ACTION ITEM: Word for word, retype every entry in the listing.

RECORD SET:

*** Block opens ***

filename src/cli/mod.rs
//! CLI layer: argument parsing and command dispatch

pub mod args;
pub mod commands;
pub mod error;
pub mod output;

pub use args::{Cli, Commands};
pub use error::{CliError, CliResult};
//! Environment variable overrides, kept in their own test binary so the
//! process environment is not shared with other config tests.

use std::env;
use std::fs;

use tempfile::TempDir;

use treenote::config::{SaveFormat, Settings};

#[test]
fn given_env_vars_when_loading_then_override_explicit_file() {
    // Arrange
    let temp = TempDir::new().unwrap();
    let path = temp.path().join("treenote.toml");
    fs::write(
        &path,
        r#"
save_format = "binary"

[import]
untitled = "from file"
notecase_root = "kept"
"#,
    )
    .unwrap();
    env::set_var("TREENOTE_SAVE_FORMAT", "json");
    env::set_var("TREENOTE_IMPORT__UNTITLED", "from env");

    // Act
    let result = Settings::load(Some(path.as_path()));
    env::remove_var("TREENOTE_SAVE_FORMAT");
    env::remove_var("TREENOTE_IMPORT__UNTITLED");

    // Assert
    let settings = result.expect("load settings");
    assert_eq!(settings.save_format, SaveFormat::Json);
    assert_eq!(settings.import.untitled, "from env");
    assert_eq!(settings.import.notecase_root, "kept");
}
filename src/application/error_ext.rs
//! Error conversion helpers for common I/O operations
//!
//! Provides extension traits for cleaner error handling with path context.

use std::io;
use std::path::Path;

use crate::application::{ApplicationError, ApplicationResult};

/// Extension trait for converting `io::Result` to `ApplicationResult` with context.
pub trait IoResultExt<T> {
    /// Add path context to an I/O error.
    ///
    /// # Example
    /// ```ignore
    /// fs.read(&path)
    ///     .with_path_context("read", &path)?;
    /// ```
    fn with_path_context(self, action: &str, path: &Path) -> ApplicationResult<T>;
}

impl<T> IoResultExt<T> for io::Result<T> {
    fn with_path_context(self, action: &str, path: &Path) -> ApplicationResult<T> {
        self.map_err(|e| ApplicationError::io(format!("{} '{}'", action, path.display()), e))
    }
}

*** Block closes ***

SOLUTION TO THIS EXERCISE:
filename src/cli/mod.rs
//! CLI layer: argument parsing and command dispatch

pub mod args;
pub mod commands;
pub mod error;
pub mod output;

pub use args::{Cli, Commands};
pub use error::{CliError, CliResult};
//! Environment variable overrides, kept in their own test binary so the
//! process environment is not shared with other config tests.

use std::env;
use std::fs;

use tempfile::TempDir;

use treenote::config::{SaveFormat, Settings};

#[test]
fn given_env_vars_when_loading_then_override_explicit_file() {
    // Arrange
    let temp = TempDir::new().unwrap();
    let path = temp.path().join("treenote.toml");
    fs::write(
        &path,
        r#"
save_format = "binary"

[import]
untitled = "from file"
notecase_root = "kept"
"#,
    )
    .unwrap();
    env::set_var("TREENOTE_SAVE_FORMAT", "json");
    env::set_var("TREENOTE_IMPORT__UNTITLED", "from env");

    // Act
    let result = Settings::load(Some(path.as_path()));
    env::remove_var("TREENOTE_SAVE_FORMAT");
    env::remove_var("TREENOTE_IMPORT__UNTITLED");

    // Assert
    let settings = result.expect("load settings");
    assert_eq!(settings.save_format, SaveFormat::Json);
    assert_eq!(settings.import.untitled, "from env");
    assert_eq!(settings.import.notecase_root, "kept");
}
filename src/application/error_ext.rs
//! Error conversion helpers for common I/O operations
//!
//! Provides extension traits for cleaner error handling with path context.

use std::io;
use std::path::Path;

use crate::application::{ApplicationError, ApplicationResult};

/// Extension trait for converting `io::Result` to `ApplicationResult` with context.
pub trait IoResultExt<T> {
    /// Add path context to an I/O error.
    ///
    /// # Example
    /// ```ignore
    /// fs.read(&path)
    ///     .with_path_context("read", &path)?;
    /// ```
    fn with_path_context(self, action: &str, path: &Path) -> ApplicationResult<T>;
}

impl<T> IoResultExt<T> for io::Result<T> {
    fn with_path_context(self, action: &str, path: &Path) -> ApplicationResult<T> {
        self.map_err(|e| ApplicationError::io(format!("{} '{}'", action, path.display()), e))
    }
}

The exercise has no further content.